Le premier volume se centrait en grande partie sur Misuzu, la professeure, et son élève Niizuma. Tout deux subissaient le poids d'une situation particulière, ce qui pouvait les rapprocher, mais une rupture était alors établie par le discours sans demi-mesure de l'enseignante, rejetant sur son élève le fardeau masculin qu'elle a pu observer de part et d'autre.

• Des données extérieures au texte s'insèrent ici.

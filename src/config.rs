//! Gateway configuration — parsed once from the environment at startup.
//!
//! Missing or unparsable optional values fall back to defaults and produce a
//! startup warning; missing upstream base URLs are fatal.

use url::Url;

// ── Defaults ────────────────────────────────────────────────────────────

pub const DEFAULT_PORT: u16 = 3001;
pub const DEFAULT_REQUEST_TIMEOUT_MS: u64 = 30_000;
pub const DEFAULT_MAX_RETRIES: u32 = 3;
pub const DEFAULT_RETRY_BASE_DELAY_MS: u64 = 250;
pub const DEFAULT_WARMUP_INTERVAL_MS: u64 = 300_000;

/// Transport mode selected at startup.
#[derive(Debug, Clone, Copy, PartialEq, Eq)]
pub enum GatewayMode {
    /// Newline-delimited JSON-RPC over stdin/stdout (subprocess launch).
    Stdio,
    /// HTTP listener with single-shot and streaming MCP endpoints.
    Http,
}

#[derive(Debug, Clone, Copy, PartialEq, Eq)]
pub enum LogFormat {
    /// One JSON record per line, stable schema.
    Machine,
    /// Aligned, ANSI-coloured output for humans.
    Human,
}

/// Immutable operational parameters. Built once in `from_env`, shared via
/// `Arc` in [`crate::state::AppState`].
#[derive(Debug, Clone)]
pub struct GatewayConfig {
    pub mode: GatewayMode,
    pub port: u16,
    pub log_level: String,
    pub log_format: LogFormat,
    /// Primary REST API base, e.g. `https://api.lanonasis.com`.
    pub api_base_url: Url,
    /// Serverless functions domain base.
    pub functions_base_url: Url,
    pub api_key: Option<String>,
    pub bearer_token: Option<String>,
    pub request_timeout_ms: u64,
    pub max_retries: u32,
    pub retry_base_delay_ms: u64,
    pub warmup_interval_ms: u64,
    /// OAuth authorization server advertised in discovery documents.
    pub auth_base_url: Url,
    /// Protected-resource URL advertised to clients (RFC 9728).
    pub resource_url: String,
    /// Public URL of this gateway, used in server cards.
    pub server_url: String,
}

#[derive(Debug, thiserror::Error)]
pub enum ConfigError {
    #[error("required environment variable {0} is not set")]
    Missing(&'static str),
    #[error("{name} is not a valid URL: {source}")]
    InvalidUrl {
        name: &'static str,
        #[source]
        source: url::ParseError,
    },
}

impl GatewayConfig {
    /// Parse the environment. Returns the config plus a list of non-fatal
    /// warnings the caller is expected to log.
    pub fn from_env() -> Result<(Self, Vec<String>), ConfigError> {
        let mut warnings = Vec::new();

        let api_base_url = required_url("MEMORY_API_URL")?;
        let functions_base_url = required_url("FUNCTIONS_API_URL")?;

        let mode = match std::env::var("MCP_MODE").as_deref() {
            Ok("stdio") => GatewayMode::Stdio,
            Ok("http") | Err(_) => GatewayMode::Http,
            Ok(other) => {
                warnings.push(format!("MCP_MODE={other} is not recognized, using http"));
                GatewayMode::Http
            }
        };

        let log_format = match std::env::var("LOG_FORMAT").as_deref() {
            Ok("machine") | Ok("json") => LogFormat::Machine,
            _ => LogFormat::Human,
        };

        let log_level = match std::env::var("LOG_LEVEL").as_deref() {
            Ok(level @ ("error" | "warn" | "info" | "debug")) => level.to_string(),
            Ok(other) => {
                warnings.push(format!("LOG_LEVEL={other} is not recognized, using info"));
                "info".to_string()
            }
            Err(_) => "info".to_string(),
        };

        let api_key = non_empty_env("MEMORY_API_KEY");
        let bearer_token = non_empty_env("MEMORY_AUTH_TOKEN");
        if api_key.is_none() && bearer_token.is_none() {
            warnings.push(
                "no MEMORY_API_KEY or MEMORY_AUTH_TOKEN configured — upstream calls \
                 will be unauthenticated"
                    .to_string(),
            );
        }

        let auth_base_url = match non_empty_env("AUTH_BASE_URL") {
            Some(raw) => Url::parse(&raw).map_err(|source| ConfigError::InvalidUrl {
                name: "AUTH_BASE_URL",
                source,
            })?,
            None => {
                let mut derived = api_base_url.clone();
                derived.set_path("/");
                warnings.push(format!(
                    "AUTH_BASE_URL not set — advertising {derived} as the authorization server"
                ));
                derived
            }
        };

        let port = parsed_port(&mut warnings);
        let server_url =
            non_empty_env("SERVER_URL").unwrap_or_else(|| format!("http://localhost:{port}"));
        let resource_url =
            non_empty_env("RESOURCE_URL").unwrap_or_else(|| format!("{server_url}/mcp"));

        let config = Self {
            mode,
            port,
            log_level,
            log_format,
            api_base_url,
            functions_base_url,
            api_key,
            bearer_token,
            request_timeout_ms: parsed_u64(
                "REQUEST_TIMEOUT_MS",
                DEFAULT_REQUEST_TIMEOUT_MS,
                &mut warnings,
            ),
            max_retries: parsed_u64("MAX_RETRIES", u64::from(DEFAULT_MAX_RETRIES), &mut warnings)
                as u32,
            retry_base_delay_ms: parsed_u64(
                "RETRY_BASE_DELAY_MS",
                DEFAULT_RETRY_BASE_DELAY_MS,
                &mut warnings,
            ),
            warmup_interval_ms: parsed_u64(
                "WARMUP_INTERVAL_MS",
                DEFAULT_WARMUP_INTERVAL_MS,
                &mut warnings,
            ),
            auth_base_url,
            resource_url,
            server_url,
        };

        Ok((config, warnings))
    }

    /// Joined URL on the primary API, tolerating missing leading slash.
    pub fn api_url(&self, path: &str) -> String {
        join_base(&self.api_base_url, path)
    }

    /// Joined URL on the functions domain.
    pub fn functions_url(&self, path: &str) -> String {
        join_base(&self.functions_base_url, path)
    }
}

fn join_base(base: &Url, path: &str) -> String {
    format!(
        "{}/{}",
        base.as_str().trim_end_matches('/'),
        path.trim_start_matches('/')
    )
}

fn required_url(name: &'static str) -> Result<Url, ConfigError> {
    let raw = std::env::var(name)
        .ok()
        .filter(|s| !s.trim().is_empty())
        .ok_or(ConfigError::Missing(name))?;
    Url::parse(raw.trim()).map_err(|source| ConfigError::InvalidUrl { name, source })
}

fn non_empty_env(name: &str) -> Option<String> {
    std::env::var(name).ok().filter(|s| !s.trim().is_empty())
}

fn parsed_port(warnings: &mut Vec<String>) -> u16 {
    match std::env::var("PORT") {
        Ok(raw) => match raw.parse() {
            Ok(port) => port,
            Err(_) => {
                warnings.push(format!("PORT={raw} is not a valid port, using {DEFAULT_PORT}"));
                DEFAULT_PORT
            }
        },
        Err(_) => DEFAULT_PORT,
    }
}

fn parsed_u64(name: &str, default: u64, warnings: &mut Vec<String>) -> u64 {
    match std::env::var(name) {
        Ok(raw) => match raw.parse() {
            Ok(value) => value,
            Err(_) => {
                warnings.push(format!("{name}={raw} is not a number, using {default}"));
                default
            }
        },
        Err(_) => default,
    }
}
//! Local pipe transport: newline-delimited JSON-RPC over stdin/stdout.
//!
//! One session for the life of the process, used when an AI client launches
//! the gateway as a subprocess. Each envelope gets a minted correlation id.

use serde_json::{Value, json};
use tokio::io::{AsyncBufReadExt, AsyncWriteExt, BufReader};

use super::handle_envelope;
use crate::state::{AppState, RequestContext};

pub async fn run(state: AppState) -> anyhow::Result<()> {
    let stdin = tokio::io::stdin();
    let mut lines = BufReader::new(stdin).lines();
    let mut stdout = tokio::io::stdout();

    tracing::info!(
        component = "stdio",
        tools = state.registry.tool_count(),
        "stdio transport ready"
    );

    while let Some(line) = lines.next_line().await? {
        let line = line.trim();
        if line.is_empty() {
            continue;
        }

        state.metrics.record_request();
        let ctx = RequestContext::minted();

        let request: Value = match serde_json::from_str(line) {
            Ok(value) => value,
            Err(err) => {
                tracing::warn!(
                    component = "stdio",
                    request_id = %ctx.request_id,
                    error = %err,
                    "unparsable envelope"
                );
                let response = json!({
                    "jsonrpc": "2.0",
                    "id": Value::Null,
                    "error": { "code": -32700, "message": "Parse error" },
                });
                write_line(&mut stdout, &response).await?;
                continue;
            }
        };

        if let Some(response) = handle_envelope(&state, &ctx, &request).await {
            write_line(&mut stdout, &response).await?;
        }
    }

    tracing::info!(component = "stdio", "stdin closed, shutting down");
    Ok(())
}

async fn write_line(stdout: &mut tokio::io::Stdout, response: &Value) -> anyhow::Result<()> {
    let mut out = serde_json::to_string(response)?;
    out.push('\n');
    stdout.write_all(out.as_bytes()).await?;
    stdout.flush().await?;
    Ok(())
}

Après ce deuxième opus, la série élargit son spectre de personnages, tant il cumule les points de vue. Ainsi, si nous avions auparavant surtout découvert l'opposition entre l'élève et la professeure, à la fois similaire et terriblement éloignée, Akane Torikai développe d'autres cas de figure et introduits de nouveaux personnages pour étoffer son propos global, à savoir le poids du patriarcat sur les femmes. La bonne idée vient justement de la succession de portraits de personnages féminins qui ne parlent d'ailleurs pas exclusivement du rapport au sexe, mais bien de la femme vis à vis de l'homme d'une manière vaste. Ainsi, la jeune Mika nous alerte pas sa détresse, celle-ci étant prête à user de son corps pour garder celui qu'elle aime auprès d'elle, quand la détonante Midorikawa nous parle de la liberté de la femme vis à vis de son corps, allant même jusqu'à confronter mademoiselle Hara à ses propres incohérences... On n'en dira pas plus tant la découverte de la richesse du propos à travers ces personnages est une force véritable de cette suite. Globalement, En proie au silence continue de s'établir et de bousculer, par sa large palette de figures amenant des problématiques différentes.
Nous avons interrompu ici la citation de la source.